■ Available data
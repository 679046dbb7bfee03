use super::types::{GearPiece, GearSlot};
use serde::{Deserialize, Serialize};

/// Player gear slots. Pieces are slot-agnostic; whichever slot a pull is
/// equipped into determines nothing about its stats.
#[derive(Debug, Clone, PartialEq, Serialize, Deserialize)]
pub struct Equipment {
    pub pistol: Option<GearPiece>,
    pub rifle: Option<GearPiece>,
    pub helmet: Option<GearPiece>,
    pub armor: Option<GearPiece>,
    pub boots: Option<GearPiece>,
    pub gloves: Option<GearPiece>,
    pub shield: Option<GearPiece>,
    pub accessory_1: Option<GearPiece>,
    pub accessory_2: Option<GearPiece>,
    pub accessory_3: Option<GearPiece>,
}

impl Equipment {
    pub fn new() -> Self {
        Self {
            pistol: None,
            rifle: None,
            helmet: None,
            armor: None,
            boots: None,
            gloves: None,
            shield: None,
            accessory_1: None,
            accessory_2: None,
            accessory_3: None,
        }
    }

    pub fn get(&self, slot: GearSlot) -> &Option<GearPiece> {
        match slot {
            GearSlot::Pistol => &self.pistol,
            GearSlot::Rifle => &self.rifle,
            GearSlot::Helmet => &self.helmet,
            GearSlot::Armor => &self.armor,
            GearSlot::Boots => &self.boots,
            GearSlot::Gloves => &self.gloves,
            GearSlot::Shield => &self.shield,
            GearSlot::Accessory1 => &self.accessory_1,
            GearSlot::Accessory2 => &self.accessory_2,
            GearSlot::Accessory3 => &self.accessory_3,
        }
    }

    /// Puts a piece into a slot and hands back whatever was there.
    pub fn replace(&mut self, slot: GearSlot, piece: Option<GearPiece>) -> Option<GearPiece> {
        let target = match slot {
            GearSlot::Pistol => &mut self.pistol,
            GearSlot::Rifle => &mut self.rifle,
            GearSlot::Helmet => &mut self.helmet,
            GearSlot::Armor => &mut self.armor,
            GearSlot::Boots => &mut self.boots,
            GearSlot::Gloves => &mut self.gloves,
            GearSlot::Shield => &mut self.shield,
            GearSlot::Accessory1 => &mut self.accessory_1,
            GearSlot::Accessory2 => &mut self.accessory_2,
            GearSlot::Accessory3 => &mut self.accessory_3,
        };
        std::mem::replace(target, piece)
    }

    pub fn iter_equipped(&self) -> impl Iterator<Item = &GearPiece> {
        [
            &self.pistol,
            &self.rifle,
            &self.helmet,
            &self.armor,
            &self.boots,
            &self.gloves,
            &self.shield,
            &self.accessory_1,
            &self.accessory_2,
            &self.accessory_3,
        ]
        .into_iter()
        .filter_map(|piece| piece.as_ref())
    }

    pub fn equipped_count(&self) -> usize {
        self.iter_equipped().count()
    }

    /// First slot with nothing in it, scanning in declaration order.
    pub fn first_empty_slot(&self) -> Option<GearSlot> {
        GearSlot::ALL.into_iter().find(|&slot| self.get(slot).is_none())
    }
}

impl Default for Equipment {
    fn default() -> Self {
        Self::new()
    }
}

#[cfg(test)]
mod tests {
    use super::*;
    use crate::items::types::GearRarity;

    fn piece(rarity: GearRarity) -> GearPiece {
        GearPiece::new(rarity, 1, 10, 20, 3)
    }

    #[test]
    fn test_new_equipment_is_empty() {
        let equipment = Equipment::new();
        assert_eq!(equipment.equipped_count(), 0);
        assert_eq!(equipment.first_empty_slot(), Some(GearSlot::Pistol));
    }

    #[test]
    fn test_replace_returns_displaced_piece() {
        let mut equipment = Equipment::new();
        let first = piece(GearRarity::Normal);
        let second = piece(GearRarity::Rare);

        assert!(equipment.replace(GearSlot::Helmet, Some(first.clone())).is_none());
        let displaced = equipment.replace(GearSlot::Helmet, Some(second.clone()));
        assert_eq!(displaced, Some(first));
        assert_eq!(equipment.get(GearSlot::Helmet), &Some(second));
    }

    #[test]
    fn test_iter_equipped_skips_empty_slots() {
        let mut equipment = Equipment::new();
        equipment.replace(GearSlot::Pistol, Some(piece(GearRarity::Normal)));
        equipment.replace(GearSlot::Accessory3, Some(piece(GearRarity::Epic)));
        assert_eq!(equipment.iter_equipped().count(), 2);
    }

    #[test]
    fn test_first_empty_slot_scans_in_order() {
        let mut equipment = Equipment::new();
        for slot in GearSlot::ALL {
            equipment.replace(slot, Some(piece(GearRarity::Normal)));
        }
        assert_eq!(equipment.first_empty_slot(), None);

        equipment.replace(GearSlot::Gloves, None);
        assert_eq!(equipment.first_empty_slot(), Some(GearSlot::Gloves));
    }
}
* * *
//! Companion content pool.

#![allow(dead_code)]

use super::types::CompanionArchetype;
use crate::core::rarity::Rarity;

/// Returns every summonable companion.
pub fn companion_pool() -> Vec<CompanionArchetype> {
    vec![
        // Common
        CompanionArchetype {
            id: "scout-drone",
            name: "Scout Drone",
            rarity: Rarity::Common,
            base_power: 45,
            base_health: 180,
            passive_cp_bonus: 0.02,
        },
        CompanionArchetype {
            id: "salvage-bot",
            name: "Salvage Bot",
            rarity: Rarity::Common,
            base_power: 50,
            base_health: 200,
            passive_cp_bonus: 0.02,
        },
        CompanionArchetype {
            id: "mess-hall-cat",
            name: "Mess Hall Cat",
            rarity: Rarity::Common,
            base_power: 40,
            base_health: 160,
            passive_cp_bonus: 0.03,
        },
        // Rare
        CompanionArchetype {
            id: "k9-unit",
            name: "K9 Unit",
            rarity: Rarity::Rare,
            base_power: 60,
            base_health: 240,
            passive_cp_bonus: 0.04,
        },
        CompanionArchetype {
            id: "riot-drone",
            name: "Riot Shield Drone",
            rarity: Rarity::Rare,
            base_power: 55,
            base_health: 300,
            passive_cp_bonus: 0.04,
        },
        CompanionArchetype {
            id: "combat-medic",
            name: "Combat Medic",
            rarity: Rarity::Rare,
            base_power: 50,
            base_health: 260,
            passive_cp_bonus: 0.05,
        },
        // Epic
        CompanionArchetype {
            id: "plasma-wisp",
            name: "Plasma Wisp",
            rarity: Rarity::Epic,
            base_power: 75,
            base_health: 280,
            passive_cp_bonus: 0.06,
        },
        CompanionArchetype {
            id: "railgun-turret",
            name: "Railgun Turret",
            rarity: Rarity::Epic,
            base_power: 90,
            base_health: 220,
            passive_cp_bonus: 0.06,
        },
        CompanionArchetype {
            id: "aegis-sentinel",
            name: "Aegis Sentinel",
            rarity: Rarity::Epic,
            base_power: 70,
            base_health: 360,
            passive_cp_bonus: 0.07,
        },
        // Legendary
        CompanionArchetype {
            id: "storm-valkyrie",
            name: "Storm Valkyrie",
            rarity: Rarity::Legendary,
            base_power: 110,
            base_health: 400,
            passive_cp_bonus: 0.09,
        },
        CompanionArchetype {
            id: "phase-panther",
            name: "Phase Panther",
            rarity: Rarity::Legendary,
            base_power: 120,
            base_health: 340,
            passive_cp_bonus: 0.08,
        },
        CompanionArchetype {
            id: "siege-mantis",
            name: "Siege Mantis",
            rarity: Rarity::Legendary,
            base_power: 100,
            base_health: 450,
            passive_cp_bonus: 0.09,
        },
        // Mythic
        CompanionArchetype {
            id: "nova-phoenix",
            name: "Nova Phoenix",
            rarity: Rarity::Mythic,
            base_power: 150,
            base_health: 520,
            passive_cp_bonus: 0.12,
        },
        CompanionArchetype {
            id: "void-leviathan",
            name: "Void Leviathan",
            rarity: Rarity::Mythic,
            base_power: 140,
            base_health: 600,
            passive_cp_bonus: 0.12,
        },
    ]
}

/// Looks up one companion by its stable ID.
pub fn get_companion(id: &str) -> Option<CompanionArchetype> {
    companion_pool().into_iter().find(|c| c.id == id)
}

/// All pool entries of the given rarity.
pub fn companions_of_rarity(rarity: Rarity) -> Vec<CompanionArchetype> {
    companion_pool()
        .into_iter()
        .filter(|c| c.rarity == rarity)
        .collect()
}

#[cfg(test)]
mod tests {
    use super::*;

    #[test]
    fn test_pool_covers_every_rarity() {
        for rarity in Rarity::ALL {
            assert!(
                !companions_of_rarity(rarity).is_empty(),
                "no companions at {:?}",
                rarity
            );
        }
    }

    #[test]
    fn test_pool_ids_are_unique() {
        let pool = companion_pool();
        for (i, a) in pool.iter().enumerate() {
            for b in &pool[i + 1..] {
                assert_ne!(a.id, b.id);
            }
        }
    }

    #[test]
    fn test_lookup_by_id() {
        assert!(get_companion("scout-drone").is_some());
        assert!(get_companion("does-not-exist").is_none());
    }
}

■ Assignment
Read through the material above, and whenever a line contains "rifle", copy it.

■ Exercise answer
    pub rifle: Option<GearPiece>,
            rifle: None,
            GearSlot::Rifle => &self.rifle,
            GearSlot::Rifle => &mut self.rifle,
            &self.rifle,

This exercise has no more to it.